夏に生じるさまざまな症状、夏の体調管理で最も大切なことは、体内水分量のコントロールです。体内水分量を適切にコントロールすることで、便秘をはじめ、さまざまな夏の不快症状が解消されます。ただし、体内水分量のコントロールは、単に摂水量のコントロールだけでは、うまくいきません。適切な水分の摂取量には個体差があり、しかも、暑い夏では喉の渇きなど水分摂取の必要性を感じたときのみ水分を摂取しようとするからです。気象予報士が、「明日は気温が高いので、熱中症の予防のために、水分をこまめに摂るようにして下さい」といいます。でも、「水分を」のところで、水分100mLを、200mLを・・・というように、具体的な「水分の量」を言っていませんね。
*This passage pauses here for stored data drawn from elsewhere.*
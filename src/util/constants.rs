// Discount Card - util/constants.rs
//
// Single source of truth for all named constants, limits, and defaults.

// =============================================================================
// Application metadata
// =============================================================================

/// Application display name.
pub const APP_NAME: &str = "Discount Card Search";

/// Application identifier used for config/data directories.
pub const APP_ID: &str = "DiscountCardSearch";

/// Current application version (updated by release script).
pub const APP_VERSION: &str = env!("CARGO_PKG_VERSION");

// =============================================================================
// Provider store
// =============================================================================

/// Database file loaded when neither the CLI nor config.toml names one.
pub const DEFAULT_DATABASE_FILE: &str = "discount_card.db";

/// Name of the read-only lookup table holding provider records.
pub const PROVIDERS_TABLE: &str = "providers";

/// Label shown for the unconstrained choice in every dropdown.
pub const UNCONSTRAINED_LABEL: &str = "All";

// =============================================================================
// Export
// =============================================================================

/// File name prefix for exported result sets.
pub const EXPORT_FILE_PREFIX: &str = "filtered_discount_card_";

/// Number of hex digits taken from a random UUID for the export file suffix.
pub const EXPORT_SUFFIX_LEN: usize = 8;

/// Upper bound on fresh suffixes drawn when an export name already exists.
/// A collision on 32 random bits is already rare; this only guards the loop.
pub const MAX_EXPORT_NAME_ATTEMPTS: usize = 16;

/// Exported column headers, in output order.
pub const EXPORT_HEADERS: [&str; 5] = [
    "Provider Name",
    "Address",
    "Phone",
    "Hotline",
    "Agreed Prices",
];

/// Worksheet name used in Excel exports.
pub const EXPORT_SHEET_NAME: &str = "Providers";

/// UTF-8 byte-order mark written at the start of CSV exports so spreadsheet
/// applications pick the right encoding for non-Latin provider names.
pub const UTF8_BOM: &[u8] = b"\xEF\xBB\xBF";

// =============================================================================
// UI defaults
// =============================================================================

/// Default UI body font size in points.
pub const DEFAULT_FONT_SIZE: f32 = 14.5;

/// Minimum user-configurable UI font size (points).
pub const MIN_FONT_SIZE: f32 = 10.0;

/// Maximum user-configurable UI font size (points).
pub const MAX_FONT_SIZE: f32 = 24.0;

/// Initial window size in logical pixels.
pub const WINDOW_INNER_SIZE: [f32; 2] = [1500.0, 600.0];

/// Smallest window that still fits the five dropdowns and the action buttons.
pub const WINDOW_MIN_SIZE: [f32; 2] = [1200.0, 400.0];

// =============================================================================
// Logging
// =============================================================================

/// Default log level.
pub const DEFAULT_LOG_LEVEL: &str = "info";

/// Log levels accepted in config.toml.
pub const VALID_LOG_LEVELS: [&str; 5] = ["error", "warn", "info", "debug", "trace"];

// =============================================================================
// Configuration
// =============================================================================

/// Configuration file name.
pub const CONFIG_FILE_NAME: &str = "config.toml";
また、「こまめ」のところで、こまめとは、1時間おき、2時間おき・・・、具体的な水分の摂取間隔について述べていませんね。これは、個体差あるいは水分を必要とする環境の差がさまざまであるために、一概に言うことができないためです。

 

それでは、夏の便秘対策として、いかに体内水分量をコントロールすべきかについてですが、大切なのは、大腸内の水分保持量を確保することになります。これは、上記のように、水分摂取量の調整では困難を伴います。そこで、大腸内の水分量を保持するのに役立つのが、イヌリン食物繊維などの水溶性食物繊維です。

 

食物繊維は、セルロース(野菜類・根菜類の主要食物繊維)などの水に溶けない不溶性食物繊維とイヌリン食物繊維などの水に溶ける水溶性食物繊維とに大別することができます。私たちが、普段の食事から摂取している食物繊維のほとんどが不溶性食物繊維です。野菜類や根菜類に含まれる水溶性食物繊維はほんのわずかしかありませんが、少量ながらもほぼ毎日摂取しています。

 

水に溶けた状態の水溶性食物繊維は、水分子と容易に結合し、溶液中では水溶性食物繊維と水分子とが結合した状態で存在しています。これを、水溶性食物繊維の吸水性といいます。水分子と水溶性食物繊維との結合は、弱いものなので、水溶性食物繊維に結合した水分子は、徐々に解離していく性質があります。すなわち、大腸内に水溶性食物繊維が適度に存在すれば、大腸内の水分量は保持され、しかも、徐々に水分子が離れていきますので、急激な体内水分吸収は抑えられ、水分の過剰吸収は抑えられることになります。また、硬くなった便も、水溶性食物繊維に結合した水分によって軟らかくなります。水溶性食物繊維によって大腸内の水分量が保持されますと、便秘の予防や改善のみならず、熱中症対策にもなります。特に、便秘や熱中症にかかりやすい高齢者にとって、イヌリン食物繊維などの水溶性食物繊維は極めて有用な食物繊維であるといえます。

 

このように、水溶性食物繊維は、夏の便秘対策で最も有効な天然成分であるといえます。とりわけ、代表的な水溶性食物繊維であるイヌリン食物繊維には、水分保持能以外に、大腸に生息するビフィズス菌や乳酸菌を増やす作用に優れていますので、腸内環境を改善し、それが便秘の解消にもつながります。イヌリン食物繊維は、夏の便秘対策として、理想的な天然素材であるといえます。今では、スティムフローラのように、不純物を含まない極めて高純度のイヌリン食物繊維が、健康補助食品として市販されています。夏の熱中症対策及び便秘の予防と改善に、このような健康補助食品を活用するのも有用です。

 

夏の便秘対策は、単に便秘の改善のみに注目するのではなく、熱中症をはじめとした夏に生じるさまざまな不快症状の対策にも留意することが大切です。まずは、イヌリン食物繊維などの水溶性食物繊維を積極的に活用し、大腸内の水分を十分に保持・確保することが、夏の便秘や夏の不快な諸症状の対策となります。